Dataset entries:

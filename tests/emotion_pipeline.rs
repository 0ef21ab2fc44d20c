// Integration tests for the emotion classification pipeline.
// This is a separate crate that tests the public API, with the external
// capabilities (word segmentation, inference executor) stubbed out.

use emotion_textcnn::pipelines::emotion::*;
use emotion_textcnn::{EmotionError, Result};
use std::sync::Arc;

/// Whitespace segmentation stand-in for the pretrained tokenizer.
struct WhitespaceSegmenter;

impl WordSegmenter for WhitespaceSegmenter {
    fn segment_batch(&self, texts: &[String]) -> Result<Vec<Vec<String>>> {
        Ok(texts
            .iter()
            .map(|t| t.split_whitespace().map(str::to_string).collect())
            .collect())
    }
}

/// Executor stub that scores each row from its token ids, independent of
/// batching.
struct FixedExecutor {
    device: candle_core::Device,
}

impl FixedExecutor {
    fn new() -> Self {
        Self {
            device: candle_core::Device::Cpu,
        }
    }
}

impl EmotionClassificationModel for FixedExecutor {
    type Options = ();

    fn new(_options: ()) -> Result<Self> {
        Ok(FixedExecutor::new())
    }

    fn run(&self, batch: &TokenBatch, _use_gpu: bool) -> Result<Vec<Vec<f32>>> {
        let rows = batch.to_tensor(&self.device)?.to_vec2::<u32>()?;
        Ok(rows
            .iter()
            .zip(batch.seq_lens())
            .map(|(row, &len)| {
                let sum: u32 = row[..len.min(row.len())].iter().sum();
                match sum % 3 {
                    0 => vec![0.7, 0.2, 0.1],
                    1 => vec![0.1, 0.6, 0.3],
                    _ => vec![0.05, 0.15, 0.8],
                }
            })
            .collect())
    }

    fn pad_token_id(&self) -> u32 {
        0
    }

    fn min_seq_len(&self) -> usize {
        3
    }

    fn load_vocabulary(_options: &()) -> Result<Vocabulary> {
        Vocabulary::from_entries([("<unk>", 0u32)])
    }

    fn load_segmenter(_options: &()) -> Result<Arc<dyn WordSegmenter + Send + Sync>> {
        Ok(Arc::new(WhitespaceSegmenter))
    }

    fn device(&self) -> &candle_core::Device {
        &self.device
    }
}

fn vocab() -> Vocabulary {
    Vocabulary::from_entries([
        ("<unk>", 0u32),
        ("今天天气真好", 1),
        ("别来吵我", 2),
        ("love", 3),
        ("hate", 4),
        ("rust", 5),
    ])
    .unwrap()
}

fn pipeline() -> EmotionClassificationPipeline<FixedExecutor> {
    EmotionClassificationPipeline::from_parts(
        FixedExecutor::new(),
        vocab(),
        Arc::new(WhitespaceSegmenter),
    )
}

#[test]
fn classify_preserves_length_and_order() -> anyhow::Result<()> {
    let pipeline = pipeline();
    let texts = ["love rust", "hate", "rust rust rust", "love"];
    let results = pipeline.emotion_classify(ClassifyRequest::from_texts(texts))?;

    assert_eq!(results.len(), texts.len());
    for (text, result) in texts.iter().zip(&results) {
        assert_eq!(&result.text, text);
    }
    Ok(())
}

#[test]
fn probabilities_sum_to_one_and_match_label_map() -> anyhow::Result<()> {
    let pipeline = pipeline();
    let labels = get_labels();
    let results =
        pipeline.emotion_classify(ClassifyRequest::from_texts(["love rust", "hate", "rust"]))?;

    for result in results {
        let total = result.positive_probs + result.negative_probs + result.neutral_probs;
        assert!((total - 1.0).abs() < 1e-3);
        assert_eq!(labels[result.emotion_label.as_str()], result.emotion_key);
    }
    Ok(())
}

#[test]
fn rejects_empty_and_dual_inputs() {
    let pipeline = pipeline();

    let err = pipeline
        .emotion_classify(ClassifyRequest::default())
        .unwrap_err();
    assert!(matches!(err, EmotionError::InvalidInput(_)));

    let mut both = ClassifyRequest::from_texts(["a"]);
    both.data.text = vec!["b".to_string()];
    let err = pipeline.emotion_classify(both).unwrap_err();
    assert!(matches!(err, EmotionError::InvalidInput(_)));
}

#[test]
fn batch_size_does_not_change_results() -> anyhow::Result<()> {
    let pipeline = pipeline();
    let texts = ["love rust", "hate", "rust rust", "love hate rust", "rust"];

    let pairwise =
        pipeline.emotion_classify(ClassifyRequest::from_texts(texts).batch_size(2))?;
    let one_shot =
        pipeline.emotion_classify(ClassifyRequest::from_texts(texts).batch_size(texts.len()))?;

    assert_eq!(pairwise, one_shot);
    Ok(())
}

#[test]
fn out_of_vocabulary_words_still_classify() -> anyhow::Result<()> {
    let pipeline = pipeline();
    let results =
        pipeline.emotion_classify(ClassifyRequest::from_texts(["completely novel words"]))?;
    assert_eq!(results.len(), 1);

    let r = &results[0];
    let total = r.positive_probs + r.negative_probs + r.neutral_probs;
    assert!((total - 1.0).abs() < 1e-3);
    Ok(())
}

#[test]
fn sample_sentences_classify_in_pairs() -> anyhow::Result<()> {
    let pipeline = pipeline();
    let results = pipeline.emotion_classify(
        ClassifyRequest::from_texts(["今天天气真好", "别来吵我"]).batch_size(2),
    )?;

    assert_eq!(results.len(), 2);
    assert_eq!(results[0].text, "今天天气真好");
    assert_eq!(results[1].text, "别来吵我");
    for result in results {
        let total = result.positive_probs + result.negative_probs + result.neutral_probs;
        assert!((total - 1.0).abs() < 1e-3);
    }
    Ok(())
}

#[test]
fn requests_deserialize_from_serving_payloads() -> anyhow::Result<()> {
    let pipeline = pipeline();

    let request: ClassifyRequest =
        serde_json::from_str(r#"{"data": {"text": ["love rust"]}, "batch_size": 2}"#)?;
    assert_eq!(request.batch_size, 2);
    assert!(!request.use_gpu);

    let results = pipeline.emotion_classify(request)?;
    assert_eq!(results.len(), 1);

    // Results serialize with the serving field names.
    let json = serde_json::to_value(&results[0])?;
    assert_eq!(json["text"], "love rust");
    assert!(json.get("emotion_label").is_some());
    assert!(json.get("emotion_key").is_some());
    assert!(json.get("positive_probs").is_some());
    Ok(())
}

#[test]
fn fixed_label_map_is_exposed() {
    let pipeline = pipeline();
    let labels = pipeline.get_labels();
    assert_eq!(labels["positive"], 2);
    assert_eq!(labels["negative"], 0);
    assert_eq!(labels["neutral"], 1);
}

What you will do:
Among the records above, determine how many lines contain "EmotionClassificationPipeline", then report the number only.

Exercise response:
2